I have met the Parkers, Mr. Belmore H. Browne, and Merl La Voy, their extra [indecipherable] and have seen the letters and pictures. Mt. McKinley was different in every particular from Blackburn. They got within 300 ft. of the top and really overcame all of its difficulties, so that I think their really great achievement should count as a first ascent. As mountaineering it sounds to me no more difficult than Blackburn most it not so bad nor so dangerous, but it is far larger, colder, higher, and a greater endurance test than Blackburn on that account. Blizzards kept them from the final easy summit twice, and their margins of food prevented a third attempt.

Mr.

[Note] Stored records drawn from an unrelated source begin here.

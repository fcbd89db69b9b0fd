// SPDX-License-Identifier: GPL-3.0-or-later
// src/domain/document/operations/transform.rs
//
// Ordered list of named image transforms, as persisted alongside an upload.

use anyhow::Context;
use serde::{Deserialize, Serialize};

use crate::constant::{TRANSFORM_CROP, TRANSFORM_ROTATE};
use crate::domain::geometry::{Orientation, Rect, Size};

use super::crop::CropBox;

/// Parameters of an `image.rotate` transform.
#[derive(Debug, Clone, Copy, PartialEq, Eq, Serialize, Deserialize)]
pub struct RotateParams {
    /// Clockwise rotation in degrees.
    pub angle: Orientation,
}

/// One named transform, applied in list order to the source image.
///
/// Serialized as `{"name": "image.crop", "params": {...}}`.
#[derive(Debug, Clone, Copy, PartialEq, Serialize, Deserialize)]
#[serde(tag = "name", content = "params")]
pub enum Transform {
    #[serde(rename = "image.crop")]
    Crop(CropBox),
    #[serde(rename = "image.rotate")]
    Rotate(RotateParams),
}

impl Transform {
    /// Persisted name, e.g. `image.crop`.
    pub fn name(&self) -> &'static str {
        match self {
            Transform::Crop(_) => TRANSFORM_CROP,
            Transform::Rotate(_) => TRANSFORM_ROTATE,
        }
    }
}

const UNIT: Size = Size::new(1.0, 1.0);

/// Encodes an editor state as `[image.crop, image.rotate]`.
///
/// `screen_fractions` is the crop as fractions of the displayed (rotated)
/// image; it is stored in the unrotated image's frame so that cropping first
/// and rotating second reproduces the display. The rotate entry is omitted
/// for an upright image. A crop that [`decode`] would reject (empty, e.g.
/// before the editor has bounds) is omitted too, which reads back as a reset.
pub fn encode(orientation: Orientation, screen_fractions: Rect) -> Vec<Transform> {
    let image_fractions = orientation.rect_to_image_space(screen_fractions, UNIT);
    let crop = CropBox::from_rect(&image_fractions);

    let mut transforms = Vec::with_capacity(2);
    match crop.validate() {
        Ok(()) => transforms.push(Transform::Crop(crop)),
        Err(err) => log::debug!("Omitting crop from transform list: {err}"),
    }
    if orientation != Orientation::Deg0 {
        transforms.push(Transform::Rotate(RotateParams { angle: orientation }));
    }
    transforms
}

/// Decodes a transform list into the final orientation and the crop as
/// fractions of the displayed image.
///
/// Rotations accumulate. A crop is interpreted in the frame produced by the
/// rotations listed before it. At most one crop is accepted.
pub fn decode(transforms: &[Transform]) -> anyhow::Result<(Orientation, Option<Rect>)> {
    let mut orientation = Orientation::Deg0;
    let mut crop: Option<(Rect, Orientation)> = None;

    for transform in transforms {
        match transform {
            Transform::Rotate(params) => {
                orientation = orientation.then(params.angle);
            }
            Transform::Crop(params) => {
                anyhow::ensure!(
                    crop.is_none(),
                    "transform list contains more than one {TRANSFORM_CROP}"
                );
                params.validate()?;
                crop = Some((params.to_rect(), orientation));
            }
        }
    }

    let screen_crop = crop.map(|(rect, frame)| {
        let image_fractions = frame.rect_to_image_space(rect, UNIT);
        orientation.rect_to_screen_space(image_fractions, UNIT)
    });

    Ok((orientation, screen_crop))
}

pub fn to_json(transforms: &[Transform]) -> anyhow::Result<String> {
    serde_json::to_string_pretty(transforms).context("Failed to serialize transforms")
}

pub fn from_json(json: &str) -> anyhow::Result<Vec<Transform>> {
    serde_json::from_str(json).context("Failed to parse transform list")
}

#[cfg(test)]
mod tests {
    use super::*;

    fn assert_rect_close(a: Rect, b: Rect) {
        for (x, y) in [(a.x1, b.x1), (a.y1, b.y1), (a.x2, b.x2), (a.y2, b.y2)] {
            assert!((x - y).abs() < 1e-12, "{a:?} != {b:?}");
        }
    }

    #[test]
    fn wire_format_uses_named_transforms() {
        let transforms = encode(Orientation::Deg90, Rect::new(0.0, 0.0, 0.5, 1.0));
        let json = serde_json::to_value(&transforms).unwrap();
        assert_eq!(json[0]["name"], transforms[0].name());
        assert_eq!(json[1]["name"], "image.rotate");
        assert_eq!(json[1]["params"]["angle"], 90);
        // Left half of the turned image is the bottom half of the source.
        assert_eq!(json[0]["params"]["top"], 0.5);
        assert_eq!(json[0]["params"]["bottom"], 1.0);
        assert_eq!(json[0]["params"]["left"], 0.0);
        assert_eq!(json[0]["params"]["right"], 1.0);
    }

    #[test]
    fn upright_state_has_no_rotate_entry() {
        let transforms = encode(Orientation::Deg0, Rect::new(0.1, 0.2, 0.3, 0.4));
        assert_eq!(transforms.len(), 1);
    }

    #[test]
    fn empty_crop_is_left_out() {
        let transforms = encode(Orientation::Deg90, Rect::new(0.5, 0.5, 0.5, 0.5));
        assert_eq!(
            transforms,
            [Transform::Rotate(RotateParams {
                angle: Orientation::Deg90
            })]
        );
        assert!(encode(Orientation::Deg0, Rect::default()).is_empty());

        let (o, crop) = decode(&transforms).unwrap();
        assert_eq!(o, Orientation::Deg90);
        assert!(crop.is_none());
    }

    #[test]
    fn encode_then_decode_restores_state() {
        let fractions = Rect::new(0.1, 0.2, 0.6, 0.9);
        for orientation in [
            Orientation::Deg0,
            Orientation::Deg90,
            Orientation::Deg180,
            Orientation::Deg270,
        ] {
            let (o, crop) = decode(&encode(orientation, fractions)).unwrap();
            assert_eq!(o, orientation);
            assert_rect_close(crop.unwrap(), fractions);
        }
    }

    #[test]
    fn crop_after_rotate_is_in_display_frame() {
        let list = [
            Transform::Rotate(RotateParams {
                angle: Orientation::Deg90,
            }),
            Transform::Crop(CropBox::from_rect(&Rect::new(0.0, 0.0, 0.5, 1.0))),
        ];
        let (o, crop) = decode(&list).unwrap();
        assert_eq!(o, Orientation::Deg90);
        assert_rect_close(crop.unwrap(), Rect::new(0.0, 0.0, 0.5, 1.0));
    }

    #[test]
    fn rejects_invalid_lists() {
        let crop = Transform::Crop(CropBox::from_rect(&Rect::new(0.0, 0.0, 1.0, 1.0)));
        assert!(decode(&[crop, crop]).is_err());
        assert!(from_json(r#"[{"name":"image.rotate","params":{"angle":45}}]"#).is_err());
        assert!(from_json(r#"[{"name":"image.blur","params":{}}]"#).is_err());
    }

    #[test]
    fn parses_persisted_json() {
        let json = r#"[
            {"name": "image.crop", "params": {"top": 0.1, "left": 0.2, "bottom": 0.9, "right": 0.8}},
            {"name": "image.rotate", "params": {"angle": 180}}
        ]"#;
        let transforms = from_json(json).unwrap();
        let (o, crop) = decode(&transforms).unwrap();
        assert_eq!(o, Orientation::Deg180);
        assert_rect_close(crop.unwrap(), Rect::new(0.2, 0.1, 0.8, 0.9));
    }
}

Brown seems to me to be the real [indecipherable] of the try, modest, a real sport in his fairness and ability, and the one that did all the hard work and organization, and led and found the way. I urged him to ask Prof. Parker to nominate him to the Alpine Club, with me for seconder. He is exactly the type of man that I personally most welcome to the Club, an educated gentleman and a real mountaineer.

I want to suggest his name as guest and chief speaker at our annual dinner. He would not be as academic and dull as Prof. Parker and could give a far more vivid and intelligible story of the [indecipherable]. He tells me that his pictures have turned out finely, and he leaves in a few days for N.Y., where he is to spend the winter. He is to write three or more articles on McKinley for the "World Today."

As to lecturing in Brooklyn, I shall be happy to do so if you want me to, but I have to charge $50 and my expenses, because of the cost of such expeditions and the slides. I could speak on "The Ascent of Mt. Blackburn, Alaska" or "Through the Alaskan Wilderness."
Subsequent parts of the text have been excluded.